By Natalia Gurushina, Chief Economist, Emerging Markets Fixed Income Strategy

Turkey’s decision to proceed with rate cuts despite high inflation and the weakening currency was not well received by the market. Does this make other EMs “easy targets” for market bears?

Turkey’s decision to proceed with the “recommended” (by higher authority) 100bps policy rate cut left the lira in tatters this morning.

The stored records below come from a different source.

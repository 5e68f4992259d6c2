use crate::model::{Dimensions, Direction};
use serde::{Deserialize, Serialize};
use std::path::Path;

#[derive(Debug, Clone, Default, Serialize, Deserialize)]
#[serde(default)]
pub struct Config {
    pub layout: LayoutConfig,
    pub dimensions: DimensionConfig,
    pub persistence: PersistenceConfig,
}

/// Whether `recompute` may run the auto-layout over the visible set.
/// `SkipIfAnyPinned` is the load-bearing default: one manually placed
/// node suppresses layout for the whole diagram so user arrangements
/// are never disturbed.
#[derive(Debug, Clone, Copy, PartialEq, Eq, Default, Serialize, Deserialize)]
#[serde(rename_all = "snake_case")]
pub enum LayoutPolicy {
    #[default]
    SkipIfAnyPinned,
    Always,
}

#[derive(Debug, Clone, Serialize, Deserialize)]
#[serde(default)]
pub struct LayoutConfig {
    pub node_spacing: f32,
    pub rank_spacing: f32,
    pub margin_x: f32,
    pub margin_y: f32,
    pub component_direction: Direction,
    pub artifact_direction: Direction,
    pub policy: LayoutPolicy,
}

impl Default for LayoutConfig {
    fn default() -> Self {
        Self {
            node_spacing: 50.0,
            rank_spacing: 50.0,
            margin_x: 8.0,
            margin_y: 8.0,
            component_direction: Direction::TopDown,
            artifact_direction: Direction::LeftRight,
            policy: LayoutPolicy::SkipIfAnyPinned,
        }
    }
}

#[derive(Debug, Clone, Serialize, Deserialize)]
#[serde(default)]
pub struct DimensionConfig {
    pub component: Dimensions,
    pub artifact: Dimensions,
}

impl Default for DimensionConfig {
    fn default() -> Self {
        Self {
            component: Dimensions::new(172.0, 36.0),
            artifact: Dimensions::new(250.0, 80.0),
        }
    }
}

#[derive(Debug, Clone, Serialize, Deserialize)]
#[serde(default)]
pub struct PersistenceConfig {
    pub base_url: String,
    pub nudge_debounce_ms: u64,
    pub request_timeout_secs: u64,
}

impl Default for PersistenceConfig {
    fn default() -> Self {
        Self {
            base_url: "http://localhost:8000/api/v1".to_string(),
            nudge_debounce_ms: 1000,
            request_timeout_secs: 30,
        }
    }
}

pub fn load_config(path: Option<&Path>) -> anyhow::Result<Config> {
    let Some(path) = path else {
        return Ok(Config::default());
    };

    let contents = std::fs::read_to_string(path)?;
    // Hand-written configs get the lenient parse (comments, trailing commas).
    let config = match serde_json::from_str(&contents) {
        Ok(config) => config,
        Err(_) => json5::from_str(&contents)?,
    };
    Ok(config)
}

#[cfg(test)]
mod tests {
    use super::*;

    #[test]
    fn defaults() {
        let config = Config::default();
        assert_eq!(config.layout.node_spacing, 50.0);
        assert_eq!(config.dimensions.component.width, 172.0);
        assert_eq!(config.dimensions.artifact.height, 80.0);
        assert_eq!(config.persistence.nudge_debounce_ms, 1000);
        assert_eq!(config.layout.policy, LayoutPolicy::SkipIfAnyPinned);
    }

    #[test]
    fn partial_file_overlays_defaults() {
        let parsed: Config =
            serde_json::from_str(r#"{"layout": {"rank_spacing": 120.0}}"#).unwrap();
        assert_eq!(parsed.layout.rank_spacing, 120.0);
        assert_eq!(parsed.layout.node_spacing, 50.0);
        assert_eq!(parsed.persistence.base_url, "http://localhost:8000/api/v1");
    }

    #[test]
    fn json5_fallback_accepts_comments() {
        let contents = "{\n  // wider ranks for wall displays\n  layout: { rank_spacing: 90.0 },\n}";
        let parsed: Config = json5::from_str(contents).unwrap();
        assert_eq!(parsed.layout.rank_spacing, 90.0);
    }
}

The currency weakened by mind-blowing 410bps against the U.S. dollar (as of 9:20am ET, according to Bloomberg LP), crossing yet another important level of 11.0. The market and the analysts are still trying to figure out what President Recep Erdogan’s end-game is, but nothing positive comes to mind other than that a likely collapse in imports will improve Turkey’s trade and current account balances. Lower rates will also boost credit growth, but there is a risk that any GDP growth benefits will be offset by surging inflation.

From the market’s perspective, this morning’s initial price action across EM FX raised concerns that developments in Turkey will be used as a bearish excuse for other emerging markets (EM) assets – especially against the backdrop of the deteriorating growth differentials between EM and developed markets (DM)/US (see chart below), which is an important fundamental consideration for investors. The growth factor was mentioned on more than one occasion after today’s 25bps inaugural rate hike in South Africa. One can argue that the central bank responded proactively to rising inflation, but with the latter still within the target range, some commentators felt that the hike might worsen South Africa’s near-term growth outlook. The growth factor was an important driver behind monetary policy decisions in EM Asia, where two central banks (Indonesia and the Philippines) happily stayed on hold today. No rate hikes, lower inflation pressures, rising vaccination rates – can the expectations that EM Asia will be EM’s “growth champion” in 2022 help to cushion regional assets?

Turkey is clearly one of EM’s “weak links”, but fundamental and political changes in some EMs can make them easy targets for market bears. Chile’s current account release was overlooked among the Turkish lira “excitement”, but its on-going deterioration (a record-wide deficit of USD6.5B in Q3) – against the backdrop of uncertain foreign direct investment inflows – sent a negative fundamental signal for the currency. The presidential elections this weekend can provide an additional catalyst if the leftist candidate emerges victorious. Stay tuned!

Chart at a Glance: EM-DM Growth Differentials – Getting Slimmer

Chart at a Glance: EM-DM Growth Differentials – Getting Slimmer

Source: VanEck Research; Bloomberg LP

Originally published by VanEck on November 18, 2021.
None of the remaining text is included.